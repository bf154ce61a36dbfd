//! Configuration management for the automation client
//!
//! This module handles loading and managing configuration settings
//! for sessions, browser automation and polling behavior.

pub mod settings;

pub use settings::{CaptchaSettings, Settings, COOKIE_POOL_DELIMITER};
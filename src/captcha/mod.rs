//! Visual challenge solving
//!
//! Pixel/coordinate solving is delegated to an external paid service; this
//! module only carries the service client and the solution validation the
//! challenge loop needs before acting on coordinates.

pub mod solver;

pub use solver::TwoCaptchaClient;

use async_trait::async_trait;
use serde::{Deserialize, Serialize};

use crate::error::Result;

/// One solver coordinate, relative to the submitted screenshot
#[derive(Debug, Clone, Copy, PartialEq, Serialize, Deserialize)]
pub struct Point {
    pub x: f64,
    pub y: f64,
}

/// A solved challenge: the service-side id plus an ordered coordinate list
#[derive(Debug, Clone, PartialEq)]
pub struct CaptchaSolution {
    pub id: String,
    pub points: Vec<Point>,
}

impl CaptchaSolution {
    /// Whether this solution is usable for a drag-type challenge.
    ///
    /// Drag solutions are consumed as (start, end) pairs, so the coordinate
    /// count must be even and non-zero. Invalid solutions must be reported
    /// back to the service and discarded, never acted on.
    pub fn validate_drag(&self) -> bool {
        !self.points.is_empty() && self.points.len() % 2 == 0
    }

    /// Drag pairs in submission order. Empty for invalid solutions.
    pub fn drag_pairs(&self) -> Vec<(Point, Point)> {
        if !self.validate_drag() {
            return Vec::new();
        }
        self.points.chunks_exact(2).map(|p| (p[0], p[1])).collect()
    }
}

/// Coordinate-solving service seam.
///
/// Production uses [`TwoCaptchaClient`]; tests substitute scripted solvers.
#[async_trait]
pub trait CaptchaSolver: Send + Sync {
    /// Solve a coordinate challenge from a base64 screenshot, with optional
    /// text and image instructions for drag-type challenges.
    async fn coordinates(
        &self,
        image_b64: &str,
        instructions: Option<&str>,
        instruction_image_b64: Option<&str>,
    ) -> Result<CaptchaSolution>;

    /// Report a solution as unusable
    async fn report_bad(&self, id: &str) -> Result<()>;
}
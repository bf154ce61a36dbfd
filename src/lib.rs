//! Suno Automation Client - Rust Implementation
//!
//! An automation client for the Suno music-generation service. The upstream
//! service has no public API: authentication runs through an identity
//! provider's cookie/session/token lifecycle, and every generation request
//! must carry a one-time token minted inside a real browser session behind a
//! visual challenge. This crate drives that whole pipeline headlessly.
//!
//! # Architecture
//!
//! - **Session Manager**: cookie set → provider session id → short-lived
//!   bearer token, renewed around long polling loops
//! - **Browser Engine + Challenge Loop**: headless Chromium walks the site
//!   like a person would, an external coordinate-solving service handles the
//!   visual challenge, and a CDP interceptor lifts the generation token out
//!   of the page's own request before aborting it
//! - **Generation Protocol**: submit/extend/stems/persona/WAV operations
//!   with wait-polling over the feed endpoint
//! - **Account Router**: round-robin rotation over a delimiter-separated
//!   credential pool, persona-to-account routes and a client instance cache
//!
//! # Examples
//!
//! ```rust,no_run
//! use suno_client::{Settings, SunoClient};
//! use std::sync::Arc;
//!
//! # async fn example() -> suno_client::Result<()> {
//! let settings = Arc::new(Settings::from_env()?);
//! let client = SunoClient::connect(settings, "__client=...").await?;
//! let clips = client.generate("a dreamy synthwave track", false, None, true).await?;
//! println!("{}", clips[0].id);
//! # Ok(())
//! # }
//! ```

pub mod browser;
pub mod captcha;
pub mod client;
pub mod config;
pub mod credentials;
pub mod error;
pub mod router;
pub mod session;
pub mod types;
pub mod utils;

pub use client::SunoClient;
pub use config::Settings;
pub use credentials::CredentialStore;
pub use error::{Error, Result};
pub use router::AppContext;
pub use session::SessionManager;
pub use types::{
    AudioInfo, ClipInfo, ClipStatus, CreatePersonaRequest, CreditsInfo, CustomGenerateRequest,
    ExtendRequest, PersonaInfo, PersonaPage, StemKind,
};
----
▸ **Required work**
Report every line containing the word "over" from the listing above.

▸ **Problem solution**
//!   with wait-polling over the feed endpoint
//! - **Account Router**: round-robin rotation over a delimiter-separated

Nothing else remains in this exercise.